I believe that your problem is caused by the size of partition 1, and also the inability of PCDOS to "see" SATA drives.
The limit of 32 bit disk addressing is around 132Gb - I recall a few years ago, having to upgrade the bios on a Promise ATA controller card so that it would support 48bit disk addressing and allow me to use 200gb drives. If I recall correctly, 48 bit addressing only came with the SP1 release of XP.
Consequently, I do not believe that a DOS boot can address a partition beyond the 132 Gb limit. Like you, I used FAT32 partitions for Ghost images, but unlike you, I placed them after the operating system's 40Gb allocation, and this works fine for making and restoring backups.

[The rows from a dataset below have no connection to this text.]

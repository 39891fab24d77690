use std::path::{Path, PathBuf};
use std::sync::Arc;

use serde::{Deserialize, Serialize};
use tempfile::TempDir;
use tokio::io::{AsyncRead, AsyncReadExt};
use tokio::sync::OnceCell;

use crate::{PipelineError, PipelineResult};

/// Supported container formats
///
/// Only the MP4/QuickTime family is accepted. Anything else is demuxed as MP4
/// and left for ffmpeg to reject.
#[derive(Debug, Clone, Copy, PartialEq, Eq, Serialize, Deserialize)]
pub enum ContainerFormat {
    Mp4,
    QuickTime,
}

impl ContainerFormat {
    /// Demuxer name passed to ffmpeg with `-f`
    pub fn demuxer(&self) -> &'static str {
        match self {
            ContainerFormat::Mp4 => "mp4",
            ContainerFormat::QuickTime => "mov",
        }
    }

    pub fn extension(&self) -> &'static str {
        match self {
            ContainerFormat::Mp4 => "mp4",
            ContainerFormat::QuickTime => "mov",
        }
    }

    pub fn mime_type(&self) -> &'static str {
        match self {
            ContainerFormat::Mp4 => "video/mp4",
            ContainerFormat::QuickTime => "video/quicktime",
        }
    }

    pub fn from_mime(mime: &str) -> Option<Self> {
        let essence = mime.split(';').next().unwrap_or_default().trim().to_lowercase();
        match essence.as_str() {
            "video/mp4" | "video/x-m4v" | "application/mp4" => Some(ContainerFormat::Mp4),
            "video/quicktime" => Some(ContainerFormat::QuickTime),
            _ => None,
        }
    }

    /// Resolve a declared content type, falling back to MP4
    pub fn from_declared(content_type: Option<&str>) -> Self {
        match content_type {
            Some(ct) => Self::from_mime(ct).unwrap_or_else(|| {
                tracing::warn!("Unrecognized content type {:?}, treating upload as MP4", ct);
                ContainerFormat::Mp4
            }),
            None => ContainerFormat::Mp4,
        }
    }
}

/// An uploaded video held in memory for the duration of one pipeline run
#[derive(Debug, Clone)]
pub struct MediaPayload {
    bytes: Arc<[u8]>,
    format: ContainerFormat,
    staged: Arc<OnceCell<StagedInput>>,
}

/// On-disk copy of a payload, removed when the last payload clone drops
#[derive(Debug)]
pub struct StagedInput {
    _dir: TempDir,
    path: PathBuf,
}

impl StagedInput {
    pub fn path(&self) -> &Path {
        &self.path
    }
}

impl MediaPayload {
    /// Wrap an already-materialized buffer; an empty buffer is not a payload
    pub fn from_bytes(bytes: Vec<u8>, content_type: Option<&str>) -> PipelineResult<Self> {
        if bytes.is_empty() {
            return Err(PipelineError::NoDataReceived);
        }

        Ok(Self {
            bytes: bytes.into(),
            format: ContainerFormat::from_declared(content_type),
            staged: Arc::new(OnceCell::new()),
        })
    }

    pub fn bytes(&self) -> &[u8] {
        &self.bytes
    }

    pub fn format(&self) -> ContainerFormat {
        self.format
    }

    pub fn len(&self) -> usize {
        self.bytes.len()
    }

    pub fn is_empty(&self) -> bool {
        self.bytes.is_empty()
    }

    /// Write the payload to a scratch file the first time it is needed.
    ///
    /// MP4 demuxing needs a seekable input, so the engine never reads the
    /// payload from a pipe. Every engine call of a run shares this one copy.
    pub async fn staged(&self) -> std::io::Result<&StagedInput> {
        self.staged
            .get_or_try_init(|| async {
                let dir = tempfile::Builder::new().prefix("clipper-").tempdir()?;
                let path = dir.path().join(format!("input.{}", self.format.extension()));
                tokio::fs::write(&path, &self.bytes[..]).await?;

                tracing::debug!("Staged upload at {}", path.display());
                Ok::<_, std::io::Error>(StagedInput { _dir: dir, path })
            })
            .await
    }
}

/// Read an inbound stream to completion and materialize it as one payload.
///
/// Memory grows with the payload size; callers enforce the upload limit
/// before handing the stream over.
pub async fn capture<R>(mut reader: R, content_type: Option<&str>) -> PipelineResult<MediaPayload>
where
    R: AsyncRead + Unpin,
{
    let mut bytes = Vec::new();
    if let Err(e) = reader.read_to_end(&mut bytes).await {
        tracing::warn!("Upload stream failed after {} bytes: {}", bytes.len(), e);
        return Err(PipelineError::NoDataReceived);
    }

    tracing::debug!("Captured {} upload", crate::utils::format_file_size(bytes.len() as u64));
    MediaPayload::from_bytes(bytes, content_type)
}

However, there are two questions that cannot be answered at the moment - the first is whether your images are viable, as it would appear from your posting that you have never tested a restore until now. The second is whether you may be able to restore by booting WinPE instead of PCDOS, as WinPE does support SATA and also has no issues with disk addressing. It also allows Ghost images to be written to NTFS drives so you don't have to tie up hard disk space on the less efficient FAT32 formatting.

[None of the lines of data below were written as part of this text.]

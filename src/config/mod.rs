use anyhow::{Context, Result};
use serde::{Deserialize, Serialize};
use std::path::{Path, PathBuf};
use std::time::Duration;
use url::Url;

use crate::highlights::RangeLimits;
use crate::pipeline::CutPolicy;

/// Environment variable that overrides `oracle.api_key`
pub const API_KEY_ENV: &str = "GEMINI_API_KEY";

#[derive(Debug, Clone, Default, Serialize, Deserialize)]
#[serde(default)]
pub struct Config {
    /// Highlight oracle (Gemini) settings
    pub oracle: OracleConfig,

    /// Media engine settings
    pub transcoder: TranscoderConfig,

    /// Pipeline limits and policies
    pub pipeline: PipelineConfig,
}

#[derive(Debug, Clone, Serialize, Deserialize)]
#[serde(default)]
pub struct OracleConfig {
    /// Base URL of the Generative Language API
    pub endpoint: String,

    /// Model asked for highlights
    pub model: String,

    /// API key; `GEMINI_API_KEY` takes precedence when set
    pub api_key: Option<String>,

    /// Upper bound for one analysis call
    pub timeout_secs: u64,
}

#[derive(Debug, Clone, Serialize, Deserialize)]
#[serde(default)]
pub struct TranscoderConfig {
    pub ffmpeg_path: String,

    pub ffprobe_path: String,

    /// Bitrate of the MP3 sent to the oracle
    pub audio_bitrate: String,

    pub audio_sample_rate: u32,

    /// x264 preset used when re-encoding clips
    pub video_preset: String,

    pub audio_timeout_secs: u64,

    pub clip_timeout_secs: u64,

    pub probe_timeout_secs: u64,
}

#[derive(Debug, Clone, Serialize, Deserialize)]
#[serde(default)]
pub struct PipelineConfig {
    /// Longest highlight accepted from the oracle
    pub max_clip_duration_secs: u64,

    /// Most highlights cut from one video
    pub max_ranges: usize,

    /// Clips re-encoded at the same time
    pub max_concurrent_cuts: usize,

    pub cut_policy: CutPolicy,

    /// Largest upload accepted by the front end
    pub max_upload_bytes: u64,

    /// Check ranges against the probed media duration
    pub probe_duration: bool,
}

impl Default for OracleConfig {
    fn default() -> Self {
        Self {
            endpoint: "https://generativelanguage.googleapis.com".to_string(),
            model: "gemini-1.5-pro".to_string(),
            api_key: None,
            timeout_secs: 120,
        }
    }
}

impl Default for TranscoderConfig {
    fn default() -> Self {
        Self {
            ffmpeg_path: "ffmpeg".to_string(),
            ffprobe_path: "ffprobe".to_string(),
            audio_bitrate: "128k".to_string(),
            audio_sample_rate: 44100,
            video_preset: "veryfast".to_string(),
            audio_timeout_secs: 120,
            clip_timeout_secs: 120,
            probe_timeout_secs: 30,
        }
    }
}

impl Default for PipelineConfig {
    fn default() -> Self {
        Self {
            max_clip_duration_secs: 15 * 60,
            max_ranges: 10,
            max_concurrent_cuts: 3,
            cut_policy: CutPolicy::AllOrNothing,
            max_upload_bytes: 500 * 1024 * 1024,
            probe_duration: true,
        }
    }
}

impl OracleConfig {
    pub fn timeout(&self) -> Duration {
        Duration::from_secs(self.timeout_secs)
    }

    /// Resolve the API key, environment first
    pub fn resolve_api_key(&self) -> Option<String> {
        std::env::var(API_KEY_ENV)
            .ok()
            .filter(|key| !key.trim().is_empty())
            .or_else(|| self.api_key.clone().filter(|key| !key.trim().is_empty()))
    }
}

impl TranscoderConfig {
    pub fn audio_timeout(&self) -> Duration {
        Duration::from_secs(self.audio_timeout_secs)
    }

    pub fn clip_timeout(&self) -> Duration {
        Duration::from_secs(self.clip_timeout_secs)
    }

    pub fn probe_timeout(&self) -> Duration {
        Duration::from_secs(self.probe_timeout_secs)
    }
}

impl PipelineConfig {
    pub fn range_limits(&self) -> RangeLimits {
        RangeLimits {
            max_clip_duration: Duration::from_secs(self.max_clip_duration_secs),
            max_ranges: self.max_ranges,
            media_duration: None,
        }
    }
}

impl Config {
    /// Load configuration from file or create default
    pub async fn load() -> Result<Self> {
        let config_path = Self::config_path()?;

        if config_path.exists() {
            Self::load_from(&config_path)
        } else {
            let config = Self::default();
            config.save_to(&config_path)?;
            Ok(config)
        }
    }

    /// Load and validate a specific configuration file
    pub fn load_from(path: &Path) -> Result<Self> {
        let content = fs_err::read_to_string(path)
            .context("Failed to read config file")?;

        let config: Config = serde_yaml::from_str(&content)
            .context("Failed to parse config file")?;

        config.validate()?;
        Ok(config)
    }

    fn save_to(&self, path: &Path) -> Result<()> {
        if let Some(parent) = path.parent() {
            fs_err::create_dir_all(parent)?;
        }

        let content = serde_yaml::to_string(self)
            .context("Failed to serialize config")?;

        fs_err::write(path, content)
            .context("Failed to write config file")?;

        Ok(())
    }

    /// Get configuration file path
    pub fn config_path() -> Result<PathBuf> {
        // First try current directory for easy testing
        let local_config = PathBuf::from("config.yaml");
        if local_config.exists() {
            return Ok(local_config);
        }

        let config_dir = dirs::config_dir()
            .context("Could not determine config directory")?;

        Ok(config_dir.join("highlight-clipper").join("config.yaml"))
    }

    /// Validate configuration
    pub fn validate(&self) -> Result<()> {
        let endpoint = Url::parse(&self.oracle.endpoint)
            .with_context(|| format!("Invalid oracle endpoint: {}", self.oracle.endpoint))?;
        if !matches!(endpoint.scheme(), "http" | "https") {
            anyhow::bail!("Oracle endpoint must use HTTP or HTTPS");
        }

        if self.oracle.model.trim().is_empty() {
            anyhow::bail!("Oracle model must be configured");
        }

        let timeouts = [
            ("oracle.timeout_secs", self.oracle.timeout_secs),
            ("transcoder.audio_timeout_secs", self.transcoder.audio_timeout_secs),
            ("transcoder.clip_timeout_secs", self.transcoder.clip_timeout_secs),
            ("transcoder.probe_timeout_secs", self.transcoder.probe_timeout_secs),
        ];
        for (name, value) in timeouts {
            if value == 0 {
                anyhow::bail!("{} must be greater than zero", name);
            }
        }

        if self.pipeline.max_concurrent_cuts == 0 {
            anyhow::bail!("pipeline.max_concurrent_cuts must be at least 1");
        }
        if self.pipeline.max_ranges == 0 {
            anyhow::bail!("pipeline.max_ranges must be at least 1");
        }
        if self.pipeline.max_clip_duration_secs == 0 {
            anyhow::bail!("pipeline.max_clip_duration_secs must be greater than zero");
        }

        Ok(())
    }

    /// Display current configuration
    pub fn display(&self) {
        println!("Current Configuration:");
        println!("  Oracle Endpoint: {}", self.oracle.endpoint);
        println!("  Oracle Model: {}", self.oracle.model);
        println!(
            "  API Key: {}",
            if self.oracle.resolve_api_key().is_some() { "configured" } else { "missing" }
        );
        println!("  Oracle Timeout: {}s", self.oracle.timeout_secs);
        println!("  ffmpeg: {}", self.transcoder.ffmpeg_path);
        println!("  ffprobe: {}", self.transcoder.ffprobe_path);
        println!("  Clip Timeout: {}s", self.transcoder.clip_timeout_secs);
        println!("  Max Clip Duration: {}s", self.pipeline.max_clip_duration_secs);
        println!("  Concurrent Cuts: {}", self.pipeline.max_concurrent_cuts);
        println!("  Cut Policy: {}", self.pipeline.cut_policy);
        println!(
            "  Max Upload: {}",
            crate::utils::format_file_size(self.pipeline.max_upload_bytes)
        );
    }
}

One thing worth trying, is to set your hard disk to compatibility mode via the bios first of all, as this would make the drive look like an ATA drive and give PCDOS a chance to see the partitions. However, I suspect that the position of your FAT32 partition is going to be the stumbling block.
My article Adventures with WinPE Symantec Connect covers the creation of a WinPE boot device, and I have used this with Ghost 2003 for imaging machines, so I know it all works. Since WinPE can mount USB devices, you can also access your operating system partition and copy any files you need to a backup hard disk, should you find that your images are not recoverable.
Since a total hard disk failure would lose you both the operating system and your backup images, I would strongly suggest that you keep your images on a separate device as well as the hard disk.